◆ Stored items
#####
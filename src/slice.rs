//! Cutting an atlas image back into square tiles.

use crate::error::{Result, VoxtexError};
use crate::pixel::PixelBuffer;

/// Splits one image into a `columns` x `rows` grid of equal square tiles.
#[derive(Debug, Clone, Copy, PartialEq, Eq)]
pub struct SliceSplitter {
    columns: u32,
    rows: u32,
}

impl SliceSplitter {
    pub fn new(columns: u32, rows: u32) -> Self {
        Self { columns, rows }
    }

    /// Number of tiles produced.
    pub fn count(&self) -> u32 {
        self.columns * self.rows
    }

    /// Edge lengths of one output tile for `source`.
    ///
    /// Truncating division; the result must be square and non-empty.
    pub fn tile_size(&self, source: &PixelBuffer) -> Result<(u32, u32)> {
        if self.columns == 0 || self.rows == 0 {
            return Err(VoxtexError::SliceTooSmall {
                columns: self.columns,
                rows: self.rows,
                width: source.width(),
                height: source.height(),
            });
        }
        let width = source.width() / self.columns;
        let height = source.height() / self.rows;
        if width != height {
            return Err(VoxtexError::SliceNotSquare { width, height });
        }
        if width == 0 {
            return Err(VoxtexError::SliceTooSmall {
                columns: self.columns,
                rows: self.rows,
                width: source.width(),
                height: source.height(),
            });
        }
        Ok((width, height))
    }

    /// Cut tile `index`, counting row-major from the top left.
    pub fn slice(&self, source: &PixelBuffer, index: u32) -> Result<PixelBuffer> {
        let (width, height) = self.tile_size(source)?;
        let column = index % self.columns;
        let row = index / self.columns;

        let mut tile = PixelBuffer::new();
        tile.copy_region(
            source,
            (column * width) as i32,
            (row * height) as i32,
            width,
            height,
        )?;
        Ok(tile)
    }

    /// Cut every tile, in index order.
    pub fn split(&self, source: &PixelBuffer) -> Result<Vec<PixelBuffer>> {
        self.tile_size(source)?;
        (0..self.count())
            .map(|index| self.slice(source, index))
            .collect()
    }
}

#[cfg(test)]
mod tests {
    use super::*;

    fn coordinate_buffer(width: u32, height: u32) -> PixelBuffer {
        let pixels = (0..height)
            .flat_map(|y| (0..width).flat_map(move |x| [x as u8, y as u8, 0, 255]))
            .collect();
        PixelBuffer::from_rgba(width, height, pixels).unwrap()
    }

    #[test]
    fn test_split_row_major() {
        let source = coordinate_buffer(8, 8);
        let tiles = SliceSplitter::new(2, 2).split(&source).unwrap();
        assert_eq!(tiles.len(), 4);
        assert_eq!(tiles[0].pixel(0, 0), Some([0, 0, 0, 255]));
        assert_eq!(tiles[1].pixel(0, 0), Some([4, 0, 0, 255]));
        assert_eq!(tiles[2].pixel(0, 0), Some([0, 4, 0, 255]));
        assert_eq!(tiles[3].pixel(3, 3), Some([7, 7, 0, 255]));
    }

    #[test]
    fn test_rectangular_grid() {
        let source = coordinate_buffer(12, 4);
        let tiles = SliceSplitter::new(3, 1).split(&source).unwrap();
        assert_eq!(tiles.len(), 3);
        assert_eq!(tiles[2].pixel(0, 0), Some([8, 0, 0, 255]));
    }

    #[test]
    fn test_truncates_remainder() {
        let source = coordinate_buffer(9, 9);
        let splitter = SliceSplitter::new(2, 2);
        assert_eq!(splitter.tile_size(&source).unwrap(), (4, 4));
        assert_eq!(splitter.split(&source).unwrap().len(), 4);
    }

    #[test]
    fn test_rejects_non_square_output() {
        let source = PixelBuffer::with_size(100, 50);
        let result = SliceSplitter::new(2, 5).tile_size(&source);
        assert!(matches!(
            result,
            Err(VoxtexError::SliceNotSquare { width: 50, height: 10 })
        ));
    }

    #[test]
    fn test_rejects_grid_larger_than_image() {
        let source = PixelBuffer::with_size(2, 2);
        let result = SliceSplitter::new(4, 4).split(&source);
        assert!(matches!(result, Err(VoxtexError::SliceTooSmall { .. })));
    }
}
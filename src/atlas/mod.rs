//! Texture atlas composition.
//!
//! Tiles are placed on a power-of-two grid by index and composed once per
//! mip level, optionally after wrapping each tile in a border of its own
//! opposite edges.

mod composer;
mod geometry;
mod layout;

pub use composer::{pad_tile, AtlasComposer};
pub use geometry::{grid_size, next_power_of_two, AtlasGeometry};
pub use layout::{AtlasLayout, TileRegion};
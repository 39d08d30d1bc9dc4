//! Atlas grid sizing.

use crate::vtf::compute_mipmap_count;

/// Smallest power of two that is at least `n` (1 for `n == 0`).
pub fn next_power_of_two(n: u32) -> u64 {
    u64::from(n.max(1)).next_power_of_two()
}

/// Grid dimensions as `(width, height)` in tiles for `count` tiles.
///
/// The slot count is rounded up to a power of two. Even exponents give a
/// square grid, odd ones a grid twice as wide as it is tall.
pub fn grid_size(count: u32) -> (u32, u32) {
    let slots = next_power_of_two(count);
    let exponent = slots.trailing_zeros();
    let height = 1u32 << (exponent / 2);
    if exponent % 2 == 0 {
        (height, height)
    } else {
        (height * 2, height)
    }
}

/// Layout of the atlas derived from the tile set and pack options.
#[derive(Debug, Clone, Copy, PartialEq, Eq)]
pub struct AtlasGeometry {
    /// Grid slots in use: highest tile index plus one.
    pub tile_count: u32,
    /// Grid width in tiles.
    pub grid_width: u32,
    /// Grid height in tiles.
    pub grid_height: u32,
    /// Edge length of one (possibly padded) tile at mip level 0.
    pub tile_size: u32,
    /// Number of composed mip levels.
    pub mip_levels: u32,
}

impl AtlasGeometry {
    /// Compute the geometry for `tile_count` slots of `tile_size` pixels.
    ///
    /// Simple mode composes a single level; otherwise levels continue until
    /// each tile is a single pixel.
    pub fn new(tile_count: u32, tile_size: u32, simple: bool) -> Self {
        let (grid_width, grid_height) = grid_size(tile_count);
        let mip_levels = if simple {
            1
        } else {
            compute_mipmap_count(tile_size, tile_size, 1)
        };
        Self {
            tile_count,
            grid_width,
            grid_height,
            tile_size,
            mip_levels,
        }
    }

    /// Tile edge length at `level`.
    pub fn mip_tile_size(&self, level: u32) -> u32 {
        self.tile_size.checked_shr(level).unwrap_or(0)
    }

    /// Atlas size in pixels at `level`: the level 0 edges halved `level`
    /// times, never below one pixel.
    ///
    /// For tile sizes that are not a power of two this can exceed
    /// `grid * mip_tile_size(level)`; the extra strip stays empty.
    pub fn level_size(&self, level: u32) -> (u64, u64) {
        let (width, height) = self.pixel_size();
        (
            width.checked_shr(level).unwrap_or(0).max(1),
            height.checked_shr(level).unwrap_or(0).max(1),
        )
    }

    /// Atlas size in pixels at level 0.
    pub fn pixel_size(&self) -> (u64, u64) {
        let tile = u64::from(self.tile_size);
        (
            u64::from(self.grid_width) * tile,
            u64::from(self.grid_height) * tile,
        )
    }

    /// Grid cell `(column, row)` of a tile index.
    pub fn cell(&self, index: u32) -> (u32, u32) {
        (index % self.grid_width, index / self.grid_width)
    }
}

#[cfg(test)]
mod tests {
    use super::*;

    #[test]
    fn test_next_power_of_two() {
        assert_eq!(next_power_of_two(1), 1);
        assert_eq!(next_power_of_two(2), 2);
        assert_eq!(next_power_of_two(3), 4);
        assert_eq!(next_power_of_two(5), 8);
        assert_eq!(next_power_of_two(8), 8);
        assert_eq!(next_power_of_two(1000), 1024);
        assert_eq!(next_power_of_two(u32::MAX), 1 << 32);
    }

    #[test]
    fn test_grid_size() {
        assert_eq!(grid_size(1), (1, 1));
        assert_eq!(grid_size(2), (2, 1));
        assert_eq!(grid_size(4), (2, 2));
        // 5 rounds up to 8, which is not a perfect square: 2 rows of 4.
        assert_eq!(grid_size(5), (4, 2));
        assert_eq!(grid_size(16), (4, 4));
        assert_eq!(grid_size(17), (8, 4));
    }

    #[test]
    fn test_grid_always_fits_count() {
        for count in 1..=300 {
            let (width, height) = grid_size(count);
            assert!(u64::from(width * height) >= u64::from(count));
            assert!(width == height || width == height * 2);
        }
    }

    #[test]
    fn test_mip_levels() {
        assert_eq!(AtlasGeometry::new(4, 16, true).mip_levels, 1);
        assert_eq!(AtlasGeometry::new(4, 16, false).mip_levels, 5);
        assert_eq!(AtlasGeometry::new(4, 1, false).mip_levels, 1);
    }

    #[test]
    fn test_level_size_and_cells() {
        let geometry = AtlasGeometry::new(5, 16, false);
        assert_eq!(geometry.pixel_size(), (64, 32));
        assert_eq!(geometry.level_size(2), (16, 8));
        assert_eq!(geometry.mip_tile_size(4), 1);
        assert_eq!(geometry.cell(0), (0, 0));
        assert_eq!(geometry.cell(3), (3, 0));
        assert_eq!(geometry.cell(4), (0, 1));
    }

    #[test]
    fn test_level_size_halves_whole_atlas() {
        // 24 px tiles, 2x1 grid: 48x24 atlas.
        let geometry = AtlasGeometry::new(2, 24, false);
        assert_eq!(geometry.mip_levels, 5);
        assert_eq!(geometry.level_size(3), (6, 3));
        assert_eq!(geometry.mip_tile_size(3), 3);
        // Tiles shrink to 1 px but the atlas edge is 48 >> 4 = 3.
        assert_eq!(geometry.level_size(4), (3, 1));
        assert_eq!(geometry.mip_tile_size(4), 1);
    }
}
#####
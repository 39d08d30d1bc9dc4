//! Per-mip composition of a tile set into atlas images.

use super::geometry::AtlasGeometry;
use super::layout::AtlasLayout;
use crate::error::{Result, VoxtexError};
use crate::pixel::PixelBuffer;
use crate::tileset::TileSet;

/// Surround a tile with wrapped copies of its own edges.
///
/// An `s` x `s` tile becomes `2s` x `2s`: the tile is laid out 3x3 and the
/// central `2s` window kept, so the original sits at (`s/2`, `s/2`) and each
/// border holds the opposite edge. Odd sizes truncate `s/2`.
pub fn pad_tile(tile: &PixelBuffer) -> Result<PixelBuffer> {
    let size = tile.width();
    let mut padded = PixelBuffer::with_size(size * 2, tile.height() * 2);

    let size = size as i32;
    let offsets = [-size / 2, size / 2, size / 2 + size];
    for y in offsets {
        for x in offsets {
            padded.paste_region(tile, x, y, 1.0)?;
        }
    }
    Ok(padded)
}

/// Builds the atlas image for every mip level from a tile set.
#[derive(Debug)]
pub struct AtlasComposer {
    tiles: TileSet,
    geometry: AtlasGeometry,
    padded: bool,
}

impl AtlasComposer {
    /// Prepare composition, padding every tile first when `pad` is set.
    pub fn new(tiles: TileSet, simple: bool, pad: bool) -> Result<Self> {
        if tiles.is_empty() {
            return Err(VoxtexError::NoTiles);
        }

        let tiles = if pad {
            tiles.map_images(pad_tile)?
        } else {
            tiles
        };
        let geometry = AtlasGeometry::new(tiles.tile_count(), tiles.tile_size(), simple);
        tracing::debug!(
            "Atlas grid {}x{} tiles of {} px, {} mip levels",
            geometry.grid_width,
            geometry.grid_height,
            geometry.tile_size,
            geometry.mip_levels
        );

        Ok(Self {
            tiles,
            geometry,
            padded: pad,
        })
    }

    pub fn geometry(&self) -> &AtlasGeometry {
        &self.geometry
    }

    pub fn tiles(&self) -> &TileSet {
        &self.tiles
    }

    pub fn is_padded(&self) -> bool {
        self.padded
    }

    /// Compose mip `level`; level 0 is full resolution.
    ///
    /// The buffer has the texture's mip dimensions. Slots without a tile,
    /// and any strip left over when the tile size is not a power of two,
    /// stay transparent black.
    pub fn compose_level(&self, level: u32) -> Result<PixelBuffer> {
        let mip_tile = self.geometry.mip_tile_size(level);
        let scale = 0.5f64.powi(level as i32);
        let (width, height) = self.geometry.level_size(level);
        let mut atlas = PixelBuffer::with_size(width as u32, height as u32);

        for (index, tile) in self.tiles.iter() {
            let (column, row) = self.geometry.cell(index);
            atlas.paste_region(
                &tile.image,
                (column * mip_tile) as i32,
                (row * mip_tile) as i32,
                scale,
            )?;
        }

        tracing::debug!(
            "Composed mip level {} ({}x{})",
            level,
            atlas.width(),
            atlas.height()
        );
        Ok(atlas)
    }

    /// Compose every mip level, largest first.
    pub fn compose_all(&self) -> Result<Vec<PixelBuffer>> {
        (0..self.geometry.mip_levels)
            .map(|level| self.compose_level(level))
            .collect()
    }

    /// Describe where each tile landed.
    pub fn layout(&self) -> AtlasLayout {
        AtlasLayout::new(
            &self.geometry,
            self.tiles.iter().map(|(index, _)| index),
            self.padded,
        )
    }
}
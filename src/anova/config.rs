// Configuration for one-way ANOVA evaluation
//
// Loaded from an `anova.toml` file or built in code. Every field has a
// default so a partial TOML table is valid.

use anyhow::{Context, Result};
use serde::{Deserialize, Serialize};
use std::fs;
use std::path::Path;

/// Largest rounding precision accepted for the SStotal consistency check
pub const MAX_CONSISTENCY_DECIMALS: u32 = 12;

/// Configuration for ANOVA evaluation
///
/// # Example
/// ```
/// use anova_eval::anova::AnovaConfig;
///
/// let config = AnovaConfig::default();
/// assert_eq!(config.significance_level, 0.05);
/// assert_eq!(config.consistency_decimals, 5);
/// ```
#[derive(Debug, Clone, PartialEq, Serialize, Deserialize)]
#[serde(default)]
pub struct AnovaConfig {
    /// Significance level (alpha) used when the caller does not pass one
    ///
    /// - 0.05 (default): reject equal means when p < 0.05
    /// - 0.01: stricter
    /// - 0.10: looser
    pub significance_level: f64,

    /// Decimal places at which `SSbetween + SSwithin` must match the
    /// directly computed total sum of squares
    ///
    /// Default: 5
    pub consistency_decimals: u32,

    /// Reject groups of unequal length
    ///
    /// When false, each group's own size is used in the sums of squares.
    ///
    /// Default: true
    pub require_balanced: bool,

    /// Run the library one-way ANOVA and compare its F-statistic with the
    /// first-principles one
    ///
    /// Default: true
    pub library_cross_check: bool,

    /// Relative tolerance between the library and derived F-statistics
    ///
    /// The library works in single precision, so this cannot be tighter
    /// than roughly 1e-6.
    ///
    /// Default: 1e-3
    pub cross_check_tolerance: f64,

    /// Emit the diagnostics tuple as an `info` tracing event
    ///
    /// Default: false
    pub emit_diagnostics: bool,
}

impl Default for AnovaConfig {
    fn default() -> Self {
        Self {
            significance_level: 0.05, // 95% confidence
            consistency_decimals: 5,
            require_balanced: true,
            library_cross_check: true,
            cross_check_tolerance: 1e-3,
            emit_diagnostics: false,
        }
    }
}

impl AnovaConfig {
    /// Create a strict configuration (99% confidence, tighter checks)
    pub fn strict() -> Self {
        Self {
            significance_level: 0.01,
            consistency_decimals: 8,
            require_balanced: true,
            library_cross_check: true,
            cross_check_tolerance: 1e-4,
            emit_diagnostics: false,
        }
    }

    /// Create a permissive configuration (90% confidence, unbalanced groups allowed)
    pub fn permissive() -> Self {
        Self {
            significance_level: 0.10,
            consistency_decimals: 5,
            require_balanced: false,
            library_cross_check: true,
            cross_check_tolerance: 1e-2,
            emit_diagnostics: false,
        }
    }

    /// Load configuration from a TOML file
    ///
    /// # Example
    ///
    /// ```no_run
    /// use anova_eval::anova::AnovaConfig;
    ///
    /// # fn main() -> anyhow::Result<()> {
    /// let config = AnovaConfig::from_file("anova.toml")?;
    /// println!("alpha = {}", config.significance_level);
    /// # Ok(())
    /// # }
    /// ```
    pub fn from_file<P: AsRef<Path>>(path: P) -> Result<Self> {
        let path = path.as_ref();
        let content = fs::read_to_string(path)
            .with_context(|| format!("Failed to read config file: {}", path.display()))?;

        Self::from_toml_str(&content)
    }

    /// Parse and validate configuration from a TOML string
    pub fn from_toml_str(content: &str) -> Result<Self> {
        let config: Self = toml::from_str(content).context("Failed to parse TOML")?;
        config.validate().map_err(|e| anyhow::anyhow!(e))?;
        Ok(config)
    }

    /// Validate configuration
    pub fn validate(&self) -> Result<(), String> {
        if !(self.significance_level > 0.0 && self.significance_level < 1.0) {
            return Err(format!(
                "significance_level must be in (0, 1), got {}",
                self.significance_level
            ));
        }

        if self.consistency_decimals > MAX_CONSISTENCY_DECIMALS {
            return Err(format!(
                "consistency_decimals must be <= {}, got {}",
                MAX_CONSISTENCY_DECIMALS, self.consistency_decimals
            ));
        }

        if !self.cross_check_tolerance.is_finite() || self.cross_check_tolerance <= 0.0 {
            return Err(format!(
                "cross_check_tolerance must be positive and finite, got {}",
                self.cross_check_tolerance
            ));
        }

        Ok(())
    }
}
#####
◆ What is needed
Go through the entries and copy each line holding the string "pixels".

◆ Finished task
        let pixels = (0..height)
        PixelBuffer::from_rgba(width, height, pixels).unwrap()
    /// Compute the geometry for `tile_count` slots of `tile_size` pixels.
    /// Atlas size in pixels at `level`: the level 0 edges halved `level`
    /// Atlas size in pixels at level 0.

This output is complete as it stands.